Vom Himmel die Sterne


sehr gut

Tod und Schmerz und Lug und Trug und Dreck
Der neue Roman von Jeannette Walls ist zugleich eine Familiengeschichte und das Porträt der Familie Kincaid in Claiborne County im ländlichen Virginia in den 20er Jahren des vorigen Jahrhunderts. An der Spitze steht der mächtige Duke Kincaid, von allen nur der Duke genannt. Es ist die Zeit der Prohibition, als durch den 18. Zusatzartikel zur Verfassung die Herstellung, der Verkauf und der Transport von Alkohol verboten ist. Die Regierung hat jedoch keine Möglichkeit, die Befolgung dieses Gesetzes auch durchzusetzen. So gibt es vor allem in den auf dem Land überall illegale Schnapsbrennereien, und die verarmte Mittel- und Unterschicht hält sich mit dem verbotenen Handel über Wasser. Auch der Duke hat seinen Reichtum u.a. auf diese Weise erworben.

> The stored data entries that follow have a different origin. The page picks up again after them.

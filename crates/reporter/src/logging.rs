use tracing_subscriber::{fmt, layer::SubscriberExt, util::SubscriberInitExt, EnvFilter};

use crate::config::LoggingConfig;
use crate::error::{ReporterError, ReporterResult};

/// Crates whose events are shown at the configured level
const TARGETS: [&str; 5] = [
    "tickwap",
    "tickwap_reporter",
    "tickwap_core",
    "tickwap_source",
    "tickwap_chart",
];

/// Filter directives used when `RUST_LOG` is not set
pub fn default_directives(level: &str) -> String {
    let level = level.to_lowercase();
    TARGETS
        .iter()
        .map(|target| format!("{}={}", target, level))
        .collect::<Vec<_>>()
        .join(",")
}

/// Initialize the global subscriber
pub fn init_logging(config: &LoggingConfig) -> ReporterResult<()> {
    let filter = EnvFilter::try_from_default_env()
        .unwrap_or_else(|_| EnvFilter::new(default_directives(&config.level)));

    let result = if config.structured {
        tracing_subscriber::registry()
            .with(filter)
            .with(fmt::layer().json())
            .try_init()
    } else {
        tracing_subscriber::registry()
            .with(filter)
            .with(fmt::layer())
            .try_init()
    };

    result.map_err(|e| ReporterError::Logging(e.to_string()))
}

#[cfg(test)]
mod tests {
    use super::*;

    #[test]
    fn test_default_directives() {
        let directives = default_directives("DEBUG");
        assert!(directives.starts_with("tickwap=debug,"));
        assert!(directives.contains("tickwap_source=debug"));
        assert_eq!(directives.split(',').count(), TARGETS.len());
    }
}
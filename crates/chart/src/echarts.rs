//! ECharts option renderer. Emits the option object an ECharts runtime
//! needs to draw the chart; the runtime itself is not part of this crate.

use serde_json::{json, Value};
use tracing::debug;

use crate::error::ChartResult;
use crate::model::{ChartSpec, Theme};
use crate::ChartRenderer;

/// Serializes a chart as an ECharts `setOption` payload
#[derive(Debug, Clone, Copy)]
pub struct EChartsOptionRenderer {
    pretty: bool,
}

impl EChartsOptionRenderer {
    pub fn new() -> Self {
        Self { pretty: true }
    }

    pub fn compact() -> Self {
        Self { pretty: false }
    }

    /// Option object for `spec`
    pub fn option(&self, spec: &ChartSpec) -> ChartResult<Value> {
        spec.validate()?;

        let legend: Vec<&str> = spec.series.iter().map(|s| s.name.as_str()).collect();
        let series: Vec<Value> = spec
            .series
            .iter()
            .map(|s| {
                json!({
                    "name": s.name,
                    "type": "line",
                    "showSymbol": false,
                    "data": s.y,
                })
            })
            .collect();

        Ok(json!({
            "darkMode": spec.theme == Theme::Dark,
            "title": { "text": spec.title },
            "tooltip": { "trigger": "axis" },
            "legend": { "data": legend },
            "xAxis": { "type": "category", "data": spec.x_labels() },
            "yAxis": { "type": "value", "scale": true },
            "series": series,
        }))
    }
}

impl Default for EChartsOptionRenderer {
    fn default() -> Self {
        Self::new()
    }
}

impl ChartRenderer for EChartsOptionRenderer {
    fn name(&self) -> &'static str {
        "echarts"
    }

    fn render(&self, spec: &ChartSpec) -> ChartResult<String> {
        let option = self.option(spec)?;
        debug!("serialized echarts option for '{}'", spec.title);

        let rendered = if self.pretty {
            serde_json::to_string_pretty(&option)?
        } else {
            serde_json::to_string(&option)?
        };
        Ok(rendered)
    }
}

#[cfg(test)]
mod tests {
    use super::*;
    use crate::error::ChartError;
    use crate::model::ChartSeries;

    fn spec() -> ChartSpec {
        ChartSpec::new("TWAP")
            .with_series(ChartSeries::new(
                "30 min",
                vec!["1".into(), "2".into()],
                vec![1.25, 1.5],
            ))
            .with_series(ChartSeries::new("60 min", vec!["1".into()], vec![1.375]))
    }

    #[test]
    fn test_option_shape() {
        let option = EChartsOptionRenderer::new().option(&spec()).unwrap();

        assert_eq!(option["title"]["text"], "TWAP");
        assert_eq!(option["legend"]["data"], json!(["30 min", "60 min"]));
        assert_eq!(option["xAxis"]["data"], json!(["1", "2"]));
        assert_eq!(option["series"][0]["type"], "line");
        assert_eq!(option["series"][0]["data"], json!([1.25, 1.5]));
        assert_eq!(option["series"][1]["name"], "60 min");
        assert_eq!(option["darkMode"], true);
    }

    #[test]
    fn test_render_is_valid_json() {
        let rendered = EChartsOptionRenderer::compact().render(&spec()).unwrap();
        let parsed: Value = serde_json::from_str(&rendered).unwrap();
        assert_eq!(parsed["series"].as_array().unwrap().len(), 2);
        assert!(!rendered.contains('\n'));
    }

    #[test]
    fn test_empty_chart_rejected() {
        assert_eq!(
            EChartsOptionRenderer::new().render(&ChartSpec::new("empty")),
            Err(ChartError::EmptyChart)
        );
    }
}
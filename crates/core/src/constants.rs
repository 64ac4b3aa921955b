//! # Engine Constants
//!
//! Fundamental constants for tick-based pricing and the default TWAP windows.

// ============================================================================
// Tick Grid
// ============================================================================

/// Price ratio between two adjacent ticks: price = 1.0001^tick
pub const TICK_BASE: f64 = 1.0001;

// ============================================================================
// TWAP Windows
// ============================================================================

/// Default TWAP windows in seconds
pub const TWAP_WINDOW_30_MIN: i64 = 30 * 60;
pub const TWAP_WINDOW_60_MIN: i64 = 60 * 60;
pub const TWAP_WINDOW_120_MIN: i64 = 120 * 60;

/// Windows evaluated when a caller does not configure its own
pub const DEFAULT_TWAP_WINDOWS: [i64; 3] = [
    TWAP_WINDOW_30_MIN,
    TWAP_WINDOW_60_MIN,
    TWAP_WINDOW_120_MIN,
];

Die Familiengeschichte der Kincaids ist in dieser Generation besonders kompliziert, denn der Duke ist viermal verheiratet und hat mehrere Kinder aus diesen Beziehungen. Sallie, die Tochter aus seiner zweiten Ehe, wird von ihrer Stiefmutter zu ihrer Tante Faye, einer Schwester ihrer früh unter zunächst ungeklärten Umständen verstorbenen Mutter geschickt, nachdem sie den kleinen Bruder in Gefahr gebracht hat. Sie lebt neun Jahre in äußerster Armut bei der Tante, bis sie zur Betreuung des Bruders zurückkommen darf. Sie kämpft von da an mit Mut und Stärke um ihre Position in der Familie.
Die gesellschaftliche Stellung von Frauen und ihre fehlende Wertschätzung sind eines der zentralen Themen des Romans. Daneben geht es um die wirtschaftlichen Spätfolgen des Krieges, Korruption und Bandenkriege. Sallie macht schlechte Erfahrungen mit den Männern, nicht nur mit ihrem Vater. Sie kann niemandem vertrauen und ist in ihrem Kampf weitgehend allein. “Der Tod scheint überall zu sein. Tod und Schmerz und Lug und Trug und Dreck.“ (S. 425) Im Lauf der Zeit kommen immer mehr Familiengeheimnisse ans Licht – vor allem über Mutter und Vater und die Tante.
Ich habe den Roman gern gelesen, obwohl es nicht ganz einfach ist, den Überblick über die weitverzweigte Familie zu behalten. Dennoch bleibt für mich “Schloss aus Glas“ das beste Buch der Autorin.